The most frequent cause of pain in the heel is the " spur ". This disease is treated with non-steroidal anti-inflammatory drugs (NSAIDs), among which Diclofenac and Finalgel are considered effective.

But physicians use medicines based on their own experience and the clinical picture of the disease, so do not consider these drugs a panacea.

In the absence of shifts in the positive direction, additional measures are appointed:

  • drug blockade of the joint;
  • electrophoresis;
  • UHF;
  • compresses either only on the heel, or on the entire foot (Novokain, Dimeksid);
  • special gymnastics and massage.

By the way, such means are shown both in fasciitis, and bursitis, and achillodynia. However, if the cause of pain in the heel when walking after sleep is not a spur or similar inflammation, then the course of treatment will be different. Everything depends on the primary disease.

For example, diabetes requires normalization of pancreatic function, infectious diseases - elimination of pathogenic microorganisms, neuralgic - restoration of conduction of neurons.

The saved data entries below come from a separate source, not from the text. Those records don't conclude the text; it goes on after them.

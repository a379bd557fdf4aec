//! One TCP connection and its protocol state.
//!
//! There is no framing on the wire: each socket read of up to
//! `recv_buffer` bytes is taken as one complete message, and each message is
//! written with a single `write_all`.

use std::net::SocketAddr;
use std::time::Duration;

use protocol::{
    rejection, Command, ConnectionState, Initiator, ProtocolError, Responder, Result,
    SecureChannel,
};
use tokio::io::{AsyncReadExt, AsyncWriteExt};
use tokio::net::TcpStream;
use tracing::{debug, warn};

/// Result of waiting for a message.
#[derive(Debug, PartialEq, Eq)]
pub enum ReadOutcome {
    /// One message.
    Data(Vec<u8>),
    /// The idle limit was exceeded without receiving anything.
    Idle,
    /// The peer closed the socket.
    Closed,
}

/// How payloads are protected on a ready connection.
#[derive(Debug)]
pub enum Channel {
    /// Plain YAML over an already trusted path.
    Plain,
    /// Sealed envelopes after a key exchange.
    Secure(SecureChannel),
}

impl Channel {
    /// Unwrap a received payload.
    pub fn open(&self, data: &[u8]) -> Result<Vec<u8>> {
        match self {
            Channel::Plain => Ok(data.to_vec()),
            Channel::Secure(channel) => channel.open(data),
        }
    }

    /// Wrap a payload for sending.
    pub fn seal(&self, plaintext: &[u8]) -> Result<Vec<u8>> {
        match self {
            Channel::Plain => Ok(plaintext.to_vec()),
            Channel::Secure(channel) => channel.seal(plaintext),
        }
    }

    /// Whether payloads are sealed.
    pub fn is_protected(&self) -> bool {
        matches!(self, Channel::Secure(_))
    }
}

/// An open connection with its lifecycle state.
pub struct Connection {
    stream: TcpStream,
    peer: SocketAddr,
    recv_buffer: usize,
    channel: Channel,
    state: ConnectionState,
}

impl Connection {
    /// Wrap an established stream.
    pub fn new(stream: TcpStream, peer: SocketAddr, recv_buffer: usize) -> Self {
        Self {
            stream,
            peer,
            recv_buffer,
            channel: Channel::Plain,
            state: ConnectionState::Idle,
        }
    }

    /// Remote address.
    pub fn peer(&self) -> SocketAddr {
        self.peer
    }

    /// Current lifecycle state.
    pub fn state(&self) -> ConnectionState {
        self.state
    }

    fn transition(&mut self, next: ConnectionState) {
        debug!(peer = %self.peer, from = %self.state, to = %next, "Connection state changed");
        self.state = next;
    }

    /// Use the connection without a key exchange.
    pub fn mark_ready(&mut self) {
        self.channel = Channel::Plain;
        self.transition(ConnectionState::Ready);
    }

    /// Wait for one message.
    ///
    /// Each read waits at most `per_read`. A read that times out counts as
    /// one empty read; once more than `idle_limit` empty reads happen in a
    /// row the wait ends with [`ReadOutcome::Idle`].
    pub async fn receive(&mut self, per_read: Duration, idle_limit: u32) -> Result<ReadOutcome> {
        let mut buf = vec![0u8; self.recv_buffer];
        let mut idle_count: u32 = 0;

        loop {
            match tokio::time::timeout(per_read, self.stream.read(&mut buf)).await {
                Err(_) => {
                    idle_count += 1;
                    if idle_count > idle_limit {
                        debug!(peer = %self.peer, idle_count, "Idle limit exceeded");
                        return Ok(ReadOutcome::Idle);
                    }
                }
                Ok(Ok(0)) => return Ok(ReadOutcome::Closed),
                Ok(Ok(n)) => {
                    buf.truncate(n);
                    return Ok(ReadOutcome::Data(buf));
                }
                Ok(Err(e)) => return Err(e.into()),
            }
        }
    }

    /// Wait for one message under a single deadline.
    pub async fn receive_within(&mut self, deadline: Duration) -> Result<Vec<u8>> {
        match self.receive(deadline, 0).await? {
            ReadOutcome::Data(data) => Ok(data),
            ReadOutcome::Idle => Err(ProtocolError::Timeout(format!(
                "no reply from {} within {:?}",
                self.peer, deadline
            ))),
            ReadOutcome::Closed => Err(ProtocolError::ConnectionClosed(format!(
                "{} closed the connection",
                self.peer
            ))),
        }
    }

    async fn write_raw(&mut self, data: &[u8]) -> Result<()> {
        if data.len() > self.recv_buffer {
            warn!(
                peer = %self.peer,
                len = data.len(),
                recv_buffer = self.recv_buffer,
                "Message larger than one read; the peer may truncate it"
            );
        }
        self.stream.write_all(data).await?;
        self.stream.flush().await?;
        Ok(())
    }

    /// Act as the accepting side of the key exchange.
    ///
    /// A bad announcement is answered with the matching error notice before
    /// the error is returned.
    pub async fn accept_handshake(&mut self, per_read: Duration, idle_limit: u32) -> Result<()> {
        self.transition(ConnectionState::AwaitingPeerKey);

        let hello = match self.receive(per_read, idle_limit).await? {
            ReadOutcome::Data(data) => data,
            ReadOutcome::Idle => {
                return Err(ProtocolError::Timeout(
                    "no public key received".to_string(),
                ))
            }
            ReadOutcome::Closed => {
                return Err(ProtocolError::ConnectionClosed(
                    "peer closed during handshake".to_string(),
                ))
            }
        };

        let responder = tokio::task::spawn_blocking(Responder::generate)
            .await
            .map_err(|e| ProtocolError::HandshakeFailed(format!("key generation aborted: {}", e)))??;

        match responder.accept(&hello) {
            Ok((channel, reply)) => {
                self.write_raw(&reply).await?;
                self.channel = Channel::Secure(channel);
                self.transition(ConnectionState::Ready);
                Ok(())
            }
            Err(e) => {
                let notice = rejection(&e).encode()?;
                self.write_raw(&notice).await?;
                Err(e)
            }
        }
    }

    /// Act as the connecting side of the key exchange.
    pub async fn initiate_handshake(&mut self, deadline: Duration) -> Result<()> {
        self.transition(ConnectionState::AwaitingPeerKey);

        let initiator = tokio::task::spawn_blocking(Initiator::generate)
            .await
            .map_err(|e| ProtocolError::HandshakeFailed(format!("key generation aborted: {}", e)))??;

        self.write_raw(&initiator.hello()?).await?;
        let reply = self.receive_within(deadline).await?;
        let channel = initiator.complete(&reply)?;

        self.channel = Channel::Secure(channel);
        self.transition(ConnectionState::Ready);
        Ok(())
    }

    fn ensure_ready(&self) -> Result<()> {
        if self.state.can_dispatch() {
            Ok(())
        } else {
            Err(ProtocolError::HandshakeIncomplete)
        }
    }

    /// Unwrap a received payload.
    pub fn open(&self, data: &[u8]) -> Result<Vec<u8>> {
        self.ensure_ready()?;
        self.channel.open(data)
    }

    /// Unwrap and decode a received command.
    pub fn open_command(&self, data: &[u8]) -> Result<Command> {
        Command::decode(&self.open(data)?)
    }

    /// Wrap and send a raw payload.
    pub async fn send_bytes(&mut self, payload: &[u8]) -> Result<()> {
        self.ensure_ready()?;
        let data = self.channel.seal(payload)?;
        self.write_raw(&data).await
    }

    /// Encode, wrap and send a command.
    pub async fn send_command(&mut self, command: &Command) -> Result<()> {
        debug!(
            peer = %self.peer,
            command = command.name(),
            protected = self.channel.is_protected(),
            "Sending"
        );
        self.send_bytes(&command.encode()?).await
    }

    /// Shut the socket down.
    pub async fn close(mut self) {
        if let Err(e) = self.stream.shutdown().await {
            debug!(peer = %self.peer, error = %e, "Shutdown failed");
        }
        self.transition(ConnectionState::Closed);
    }
}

If the medications failed to get rid of severe pain in the heel and the situation is aggravated, then they resort to surgical intervention.

Of course, it is carried out very rarely, but with the rupture of tendons - is inevitable. Even the plantar spur is sometimes excised, and in the case of a good or malignant tumor, surgery can be the only treatment option.


Prevention It is not always possible to prevent such an unpleasant symptom. In the presence of a generalized disease without comprehensive treatment can not do. However, pain in the heel often occurs for other reasons. How to prevent a turn of events for the worse?

  • Reduce the number of hours spent on your feet.
  • Regularly perform gymnastics for feet.
  • Get rid of excess weight.
  • Wear only comfortable shoes.
  • Strengthen immunity.
  • Do not delay the treatment of diseases.
  • Protect feet from injury.


Pain in the heel is usually the result of increased stress on the legs. You can not exclude options for the development of local or systemic diseases, coping with which is very difficult.

In any case, if this symptom occurs, you should consult your doctor for diagnosis.